## EXERCISE
State only the number of lines below where the word "miner" is found.

[Start of Attachment]

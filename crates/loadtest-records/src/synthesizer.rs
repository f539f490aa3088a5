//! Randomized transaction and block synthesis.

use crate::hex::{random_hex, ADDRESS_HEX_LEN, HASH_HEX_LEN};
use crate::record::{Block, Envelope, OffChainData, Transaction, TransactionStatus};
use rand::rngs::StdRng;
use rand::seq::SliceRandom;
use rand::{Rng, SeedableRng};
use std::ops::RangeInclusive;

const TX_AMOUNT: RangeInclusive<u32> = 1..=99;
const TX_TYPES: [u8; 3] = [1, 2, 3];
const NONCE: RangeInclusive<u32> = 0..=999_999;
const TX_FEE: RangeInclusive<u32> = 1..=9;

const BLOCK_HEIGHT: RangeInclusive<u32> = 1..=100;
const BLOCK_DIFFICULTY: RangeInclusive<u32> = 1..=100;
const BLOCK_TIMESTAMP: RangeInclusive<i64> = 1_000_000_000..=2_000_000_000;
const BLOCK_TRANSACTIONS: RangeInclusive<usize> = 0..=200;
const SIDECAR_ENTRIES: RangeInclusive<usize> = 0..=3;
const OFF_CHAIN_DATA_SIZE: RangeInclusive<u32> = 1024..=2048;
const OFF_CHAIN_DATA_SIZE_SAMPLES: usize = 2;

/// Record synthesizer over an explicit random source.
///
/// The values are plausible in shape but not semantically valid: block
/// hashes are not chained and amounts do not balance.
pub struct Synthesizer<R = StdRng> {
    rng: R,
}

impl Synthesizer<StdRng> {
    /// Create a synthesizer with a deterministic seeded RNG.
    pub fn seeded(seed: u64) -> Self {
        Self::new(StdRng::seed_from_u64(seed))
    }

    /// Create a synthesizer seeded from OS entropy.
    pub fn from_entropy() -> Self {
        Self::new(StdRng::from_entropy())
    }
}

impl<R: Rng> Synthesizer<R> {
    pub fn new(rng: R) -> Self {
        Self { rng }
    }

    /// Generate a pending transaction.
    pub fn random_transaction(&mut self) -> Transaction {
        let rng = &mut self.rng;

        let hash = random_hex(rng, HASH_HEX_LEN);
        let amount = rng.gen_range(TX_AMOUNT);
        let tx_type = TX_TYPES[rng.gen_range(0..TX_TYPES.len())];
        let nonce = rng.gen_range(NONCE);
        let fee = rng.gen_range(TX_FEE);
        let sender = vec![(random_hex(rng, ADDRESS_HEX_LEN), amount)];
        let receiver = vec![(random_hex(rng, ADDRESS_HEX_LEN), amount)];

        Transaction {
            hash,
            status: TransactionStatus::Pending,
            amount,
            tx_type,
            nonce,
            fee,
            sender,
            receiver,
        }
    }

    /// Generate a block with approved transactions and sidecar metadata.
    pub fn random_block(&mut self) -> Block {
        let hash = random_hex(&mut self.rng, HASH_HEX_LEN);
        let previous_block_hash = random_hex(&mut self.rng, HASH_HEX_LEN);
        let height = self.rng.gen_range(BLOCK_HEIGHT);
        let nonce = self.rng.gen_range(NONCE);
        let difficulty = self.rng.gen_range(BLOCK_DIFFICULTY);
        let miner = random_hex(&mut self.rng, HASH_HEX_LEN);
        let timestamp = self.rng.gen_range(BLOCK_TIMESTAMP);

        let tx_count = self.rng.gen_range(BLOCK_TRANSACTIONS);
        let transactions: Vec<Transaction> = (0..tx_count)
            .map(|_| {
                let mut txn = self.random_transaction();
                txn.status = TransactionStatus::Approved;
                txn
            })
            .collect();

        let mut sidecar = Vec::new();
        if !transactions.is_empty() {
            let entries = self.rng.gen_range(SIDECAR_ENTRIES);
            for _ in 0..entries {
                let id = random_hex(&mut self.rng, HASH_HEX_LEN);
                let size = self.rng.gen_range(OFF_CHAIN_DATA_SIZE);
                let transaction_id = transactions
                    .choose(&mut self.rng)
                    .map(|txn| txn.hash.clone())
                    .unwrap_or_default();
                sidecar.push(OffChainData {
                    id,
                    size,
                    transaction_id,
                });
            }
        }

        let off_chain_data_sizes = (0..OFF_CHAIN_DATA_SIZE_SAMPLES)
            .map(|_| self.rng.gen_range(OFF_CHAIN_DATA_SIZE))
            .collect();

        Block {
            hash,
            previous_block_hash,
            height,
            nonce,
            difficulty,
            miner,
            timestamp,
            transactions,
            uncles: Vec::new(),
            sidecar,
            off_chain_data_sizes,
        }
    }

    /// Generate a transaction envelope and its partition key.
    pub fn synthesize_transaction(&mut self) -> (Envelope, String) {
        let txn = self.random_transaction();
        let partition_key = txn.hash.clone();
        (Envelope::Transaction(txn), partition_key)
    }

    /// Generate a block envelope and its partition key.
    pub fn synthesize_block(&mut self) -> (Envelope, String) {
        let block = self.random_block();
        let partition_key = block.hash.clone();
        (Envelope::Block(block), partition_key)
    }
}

[End of Attachment]
[Start of Attachment]

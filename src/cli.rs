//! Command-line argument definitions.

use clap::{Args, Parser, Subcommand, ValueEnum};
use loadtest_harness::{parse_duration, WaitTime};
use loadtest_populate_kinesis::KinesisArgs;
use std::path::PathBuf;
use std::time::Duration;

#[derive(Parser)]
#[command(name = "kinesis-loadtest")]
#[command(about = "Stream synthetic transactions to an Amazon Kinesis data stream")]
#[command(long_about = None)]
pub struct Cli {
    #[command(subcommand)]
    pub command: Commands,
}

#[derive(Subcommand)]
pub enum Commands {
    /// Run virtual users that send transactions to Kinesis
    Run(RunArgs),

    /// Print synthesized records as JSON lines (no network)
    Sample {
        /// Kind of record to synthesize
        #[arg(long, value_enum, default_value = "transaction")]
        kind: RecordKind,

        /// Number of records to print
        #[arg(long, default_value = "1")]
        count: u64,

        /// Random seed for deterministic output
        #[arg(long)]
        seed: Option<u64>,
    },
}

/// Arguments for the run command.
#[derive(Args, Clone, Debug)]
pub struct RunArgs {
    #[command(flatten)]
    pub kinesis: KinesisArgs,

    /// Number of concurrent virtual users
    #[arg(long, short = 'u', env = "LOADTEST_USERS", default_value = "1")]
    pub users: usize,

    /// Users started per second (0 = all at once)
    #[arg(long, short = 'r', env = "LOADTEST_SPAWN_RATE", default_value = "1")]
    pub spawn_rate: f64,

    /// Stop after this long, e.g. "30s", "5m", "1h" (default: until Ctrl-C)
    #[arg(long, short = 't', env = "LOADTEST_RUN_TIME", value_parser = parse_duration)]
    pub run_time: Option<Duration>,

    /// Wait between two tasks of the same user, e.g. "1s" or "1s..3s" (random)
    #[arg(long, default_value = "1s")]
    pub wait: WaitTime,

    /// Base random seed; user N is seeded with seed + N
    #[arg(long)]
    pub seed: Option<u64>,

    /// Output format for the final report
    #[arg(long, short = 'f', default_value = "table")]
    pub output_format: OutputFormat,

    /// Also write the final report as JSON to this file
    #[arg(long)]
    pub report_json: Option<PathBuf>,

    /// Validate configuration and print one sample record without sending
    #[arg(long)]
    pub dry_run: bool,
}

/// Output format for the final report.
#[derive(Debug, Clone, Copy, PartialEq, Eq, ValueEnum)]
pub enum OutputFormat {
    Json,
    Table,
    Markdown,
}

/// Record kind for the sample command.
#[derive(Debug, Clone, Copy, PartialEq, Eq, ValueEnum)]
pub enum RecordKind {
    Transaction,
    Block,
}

[End of Attachment]
[Start of Attachment]

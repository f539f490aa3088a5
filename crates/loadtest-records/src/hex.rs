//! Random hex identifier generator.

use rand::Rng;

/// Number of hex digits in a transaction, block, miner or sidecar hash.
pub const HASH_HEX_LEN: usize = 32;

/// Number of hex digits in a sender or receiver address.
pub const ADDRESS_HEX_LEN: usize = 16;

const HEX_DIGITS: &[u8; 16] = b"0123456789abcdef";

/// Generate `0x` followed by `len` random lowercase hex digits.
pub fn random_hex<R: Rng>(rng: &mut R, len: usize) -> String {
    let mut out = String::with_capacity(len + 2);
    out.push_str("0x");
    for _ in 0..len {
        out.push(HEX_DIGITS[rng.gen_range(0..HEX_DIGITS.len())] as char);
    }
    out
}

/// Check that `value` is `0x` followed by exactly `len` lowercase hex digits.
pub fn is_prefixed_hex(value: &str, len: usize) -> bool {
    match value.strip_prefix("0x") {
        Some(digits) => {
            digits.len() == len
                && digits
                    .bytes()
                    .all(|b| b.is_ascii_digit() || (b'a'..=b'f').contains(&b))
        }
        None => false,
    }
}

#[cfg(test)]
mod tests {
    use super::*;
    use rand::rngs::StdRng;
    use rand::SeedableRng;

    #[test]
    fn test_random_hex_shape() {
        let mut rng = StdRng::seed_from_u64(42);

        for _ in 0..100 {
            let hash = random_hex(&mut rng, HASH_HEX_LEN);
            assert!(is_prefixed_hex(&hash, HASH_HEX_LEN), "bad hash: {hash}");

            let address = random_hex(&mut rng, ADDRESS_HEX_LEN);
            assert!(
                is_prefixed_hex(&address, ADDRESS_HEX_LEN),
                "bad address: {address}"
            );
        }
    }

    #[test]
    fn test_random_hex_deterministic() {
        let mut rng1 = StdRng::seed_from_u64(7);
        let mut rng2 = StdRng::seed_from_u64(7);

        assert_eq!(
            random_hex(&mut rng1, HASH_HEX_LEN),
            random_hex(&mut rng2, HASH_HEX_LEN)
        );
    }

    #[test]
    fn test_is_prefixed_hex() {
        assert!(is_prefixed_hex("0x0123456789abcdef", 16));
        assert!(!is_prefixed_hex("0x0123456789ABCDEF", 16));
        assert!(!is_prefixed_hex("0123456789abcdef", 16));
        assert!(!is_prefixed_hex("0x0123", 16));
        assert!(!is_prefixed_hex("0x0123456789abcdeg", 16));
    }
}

[End of Attachment]

## SOLVED PROBLEM
3